In short, the therapist’s job was to find out what people were doing that was not working, then get them to do something different.

Then Steve, Insoo and their colleagues, who were strongly influenced by the MRI model of brief therapy as well as by the innovative psychiatrist Milton Erickson, started to become aware of something which was remarkable for its simplicity and for the enormous influence it was to have on the future, not only of psychotherapy and counselling, but of all human endeavours where one or more people were engaged in helping one or more other people by talking with them. This was that whatever problem a client had come to therapy with, there always seemed to be an exception to the problem, a time when it didn’t happen, or happened less or with less intensity. The problem drinker sometimes resisted the urge to have one more drink, the arguing couple sometimes got on, the recalcitrant teenager sometimes came in on time. So maybe the client already had the seeds of a solution and did not need the therapist to get them to do something different after all.

 

Maybe they simply needed to do more of what they were doing during these exceptional times. So the therapist’s job began to shift – find out what people were doing that was working, then help them to do more of it.

 

The idea of ‘exceptions’ was the crucial way-post on the road from the problem-focused brief therapy of the MRI to the solution-focused brief therapy of Milwaukee. The journey was more or less complete with the addition of a future focus. Brief therapists had always been interested in determining goals for treatment, as therapy would be anything but brief if its endpoint were not established at the outset. The Milwaukee team, influenced by Erickson’s crystal ball technique, went beyond traditional goal-setting by inviting detailed descriptions of life without the problem, often by using what became one of their trademark interventions, the ‘miracle question’.

 

Steve de Shazer’s four books between 1985 and 1994, Keys, Clues, Putting Difference To Work and Words Were Originally Magic, are required reading for anyone who wants to become fully acquainted with the history and development of solution focused brief therapy. Yet for all the words de Shazer wrote on the subject, one of the great strengths of this simple, elegant and effective approach is that it can be distilled down to two main activities:-

  • Helping the client to describe their ‘preferred future’ – how they will know they have got what they want from the therapy

  • Helping the client to describe the progress they are already making towards this future.

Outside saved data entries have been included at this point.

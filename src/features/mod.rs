pub mod pages;
pub mod reports;
pub mod stats;
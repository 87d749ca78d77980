use serde::{Deserialize, Serialize};
use utoipa::ToSchema;

/// Body returned for every failed request
#[derive(Debug, Serialize, Deserialize, ToSchema)]
pub struct ErrorResponse {
    pub error: String,
}

impl ErrorResponse {
    pub fn new(message: impl Into<String>) -> Self {
        Self {
            error: message.into(),
        }
    }
}

/// Acknowledgement for mutations that return no entity
#[derive(Debug, Serialize, Deserialize, ToSchema)]
pub struct MessageResponse {
    pub success: bool,
    pub message: String,
}

impl MessageResponse {
    pub fn success(message: impl Into<String>) -> Self {
        Self {
            success: true,
            message: message.into(),
        }
    }
}
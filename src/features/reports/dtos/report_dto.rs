use chrono::{DateTime, Utc};
use serde::{Deserialize, Serialize};
use utoipa::ToSchema;
use validator::{Validate, ValidationError};

use crate::features::reports::models::{Report, ReportStatus};
use crate::modules::storage::LocalImageStorage;
use crate::shared::constants::{MAX_ISSUE_TYPE_LENGTH, MAX_LOCATION_LENGTH};
use crate::shared::time::time_ago;

/// Response DTO for report
#[derive(Debug, Clone, Serialize, Deserialize, ToSchema)]
pub struct ReportResponseDto {
    pub id: i64,
    #[schema(example = "Pothole")]
    pub issue_type: String,
    #[schema(example = "Large pothole on Main St")]
    pub description: String,
    #[schema(example = "Not specified")]
    pub location: String,
    pub status: ReportStatus,
    pub image_filename: Option<String>,
    /// Absolute URL of the attached photo
    pub image_url: Option<String>,
    pub created_at: DateTime<Utc>,
    /// Relative age such as "Just now", "5 min ago" or "2024-11-10"
    #[schema(example = "3 days ago")]
    pub time_ago: String,
}

impl ReportResponseDto {
    pub fn from_report(report: Report, storage: &LocalImageStorage, now: DateTime<Utc>) -> Self {
        Self {
            image_url: report
                .image_filename
                .as_deref()
                .map(|name| storage.public_url(name)),
            time_ago: time_ago(report.created_at, now),
            id: report.id,
            issue_type: report.issue_type,
            description: report.description,
            location: report.location,
            status: report.status,
            image_filename: report.image_filename,
            created_at: report.created_at,
        }
    }
}

/// Text fields of a submission after trimming, checked before anything is stored
#[derive(Debug, Clone, Validate)]
pub struct CreateReportDto {
    #[validate(custom(function = "validate_issue_type"))]
    pub issue_type: String,

    #[validate(length(min = 1, message = "Description is required"))]
    pub description: String,

    #[validate(custom(function = "validate_location"))]
    pub location: String,
}

fn validate_issue_type(value: &str) -> Result<(), ValidationError> {
    if value.is_empty() {
        return Err(ValidationError::new("required").with_message("Issue type is required".into()));
    }
    if value.chars().count() > MAX_ISSUE_TYPE_LENGTH {
        return Err(ValidationError::new("length").with_message(
            format!(
                "Issue type must be at most {} characters",
                MAX_ISSUE_TYPE_LENGTH
            )
            .into(),
        ));
    }
    Ok(())
}

fn validate_location(value: &str) -> Result<(), ValidationError> {
    if value.chars().count() > MAX_LOCATION_LENGTH {
        return Err(ValidationError::new("length").with_message(
            format!("Location must be at most {} characters", MAX_LOCATION_LENGTH).into(),
        ));
    }
    Ok(())
}

impl CreateReportDto {
    /// Order in which field errors are reported
    pub const FIELD_ORDER: &'static [&'static str] = &["issue_type", "description", "location"];
}

/// A photo part received with a submission
#[derive(Debug, Clone)]
pub struct PhotoUpload {
    pub filename: String,
    pub data: Vec<u8>,
}

/// Multipart form for report submission (Swagger UI documentation only).
/// The handler reads axum's Multipart extractor directly.
#[derive(Debug, ToSchema)]
#[allow(dead_code)]
pub struct CreateReportForm {
    #[schema(example = "Pothole")]
    pub issue_type: String,
    #[schema(example = "Large pothole on Main St")]
    pub description: String,
    /// Defaults to "Not specified"
    pub location: Option<String>,
    /// PNG or JPEG image, at most 5MB
    #[schema(format = Binary, content_media_type = "application/octet-stream")]
    pub photo: Option<String>,
}

/// Request DTO for updating report status
#[derive(Debug, Clone, Serialize, Deserialize, ToSchema)]
pub struct UpdateReportStatusDto {
    /// Either "Active" or "Resolved"
    #[serde(default)]
    #[schema(example = "Resolved")]
    pub status: String,
}

/// Response for create and status update
#[derive(Debug, Serialize, Deserialize, ToSchema)]
pub struct ReportMutationResponseDto {
    pub success: bool,
    pub message: String,
    pub report: ReportResponseDto,
}

impl ReportMutationResponseDto {
    pub fn new(message: impl Into<String>, report: ReportResponseDto) -> Self {
        Self {
            success: true,
            message: message.into(),
            report,
        }
    }
}

#[cfg(test)]
mod tests {
    use super::*;
    use crate::shared::validation::first_error_message;
    use chrono::{Duration, TimeZone};
    use tempfile::tempdir;

    fn dto(issue_type: &str, description: &str, location: &str) -> CreateReportDto {
        CreateReportDto {
            issue_type: issue_type.to_string(),
            description: description.to_string(),
            location: location.to_string(),
        }
    }

    fn message(dto: &CreateReportDto) -> String {
        first_error_message(&dto.validate().unwrap_err(), CreateReportDto::FIELD_ORDER)
    }

    #[test]
    fn test_create_dto_requires_issue_type_first() {
        assert_eq!(message(&dto("", "", "Main St")), "Issue type is required");
        assert_eq!(message(&dto("Pothole", "", "Main St")), "Description is required");
    }

    #[test]
    fn test_create_dto_length_bounds() {
        assert!(dto(
            &"x".repeat(MAX_ISSUE_TYPE_LENGTH),
            "d",
            &"y".repeat(MAX_LOCATION_LENGTH)
        )
        .validate()
        .is_ok());
        // Bounds count characters, not bytes
        assert!(dto("Pothole", "d", &"é".repeat(MAX_LOCATION_LENGTH))
            .validate()
            .is_ok());
        assert_eq!(
            message(&dto(&"x".repeat(MAX_ISSUE_TYPE_LENGTH + 1), "d", "Main St")),
            "Issue type must be at most 100 characters"
        );
        assert_eq!(
            message(&dto("Pothole", "d", &"y".repeat(MAX_LOCATION_LENGTH + 1))),
            "Location must be at most 200 characters"
        );
    }

    #[tokio::test]
    async fn test_response_derives_url_and_age() {
        let dir = tempdir().unwrap();
        let storage = LocalImageStorage::new(dir.path(), "http://localhost:5000")
            .await
            .unwrap();
        let now = Utc.with_ymd_and_hms(2024, 11, 20, 12, 0, 0).unwrap();

        let report = Report {
            id: 7,
            issue_type: "Pothole".to_string(),
            description: "Large pothole on Main St".to_string(),
            location: "Not specified".to_string(),
            status: ReportStatus::Active,
            image_filename: Some("abc.jpg".to_string()),
            created_at: now - Duration::minutes(90),
        };

        let dto = ReportResponseDto::from_report(report.clone(), &storage, now);
        assert_eq!(
            dto.image_url.as_deref(),
            Some("http://localhost:5000/static/uploads/abc.jpg")
        );
        assert_eq!(dto.time_ago, "1 hour ago");
        assert_eq!(dto.image_filename.as_deref(), Some("abc.jpg"));

        let without_image = Report {
            image_filename: None,
            ..report
        };
        let dto = ReportResponseDto::from_report(without_image, &storage, now);
        assert_eq!(dto.image_url, None);
        let json = serde_json::to_value(&dto).unwrap();
        assert!(json["image_filename"].is_null());
        assert!(json["image_url"].is_null());
        assert_eq!(json["status"], "Active");
    }
}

There have been many major developments since the birth of solution-focused brief therapy in the 1980’s and two have been particularly significant in the UK context. In the late 1980’s a team of London-based social workers/family therapists were interested in the books and articles coming out of Milwaukee and, becoming aware of the value and potential of the solution focused approach, Chris Iveson, Evan George and Harvey Ratner set up the Brief Therapy Practice, later known simply as BRIEF.

This change in name was related to the other development to be referred to here, which was the mushrooming of the solution focused approach beyond the relatively small world of psychotherapy and counselling and into every arena where people are engaged in helping others through conversation. It soon became apparent that the activities of the solution-focused brief therapist did not have to be restricted to therapy and that asking people what they wanted, how they would know they had achieved this, and about the progress they were making towards it, were questions that could be usefully asked by anyone in health, social care and educational settings, as well as in coaching and organisational change.

BRIEF have been influential in upholding the tradition begun by Steve de Shazer in Milwaukee of developing an increasingly minimal and elegant version of solution focused practice. Their teaching since 1990 has also contributed significantly to the widespread applications of the approach in the UK, far beyond the therapy room and the counselling clinic.

 

Guy Shennan’s solution focused practice has developed within these traditions and, in turn, his teaching and writing since 1999 and his immersion in the activities of BRIEF from 2004 to 2010 have contributed to the continuing development of solution focused practice.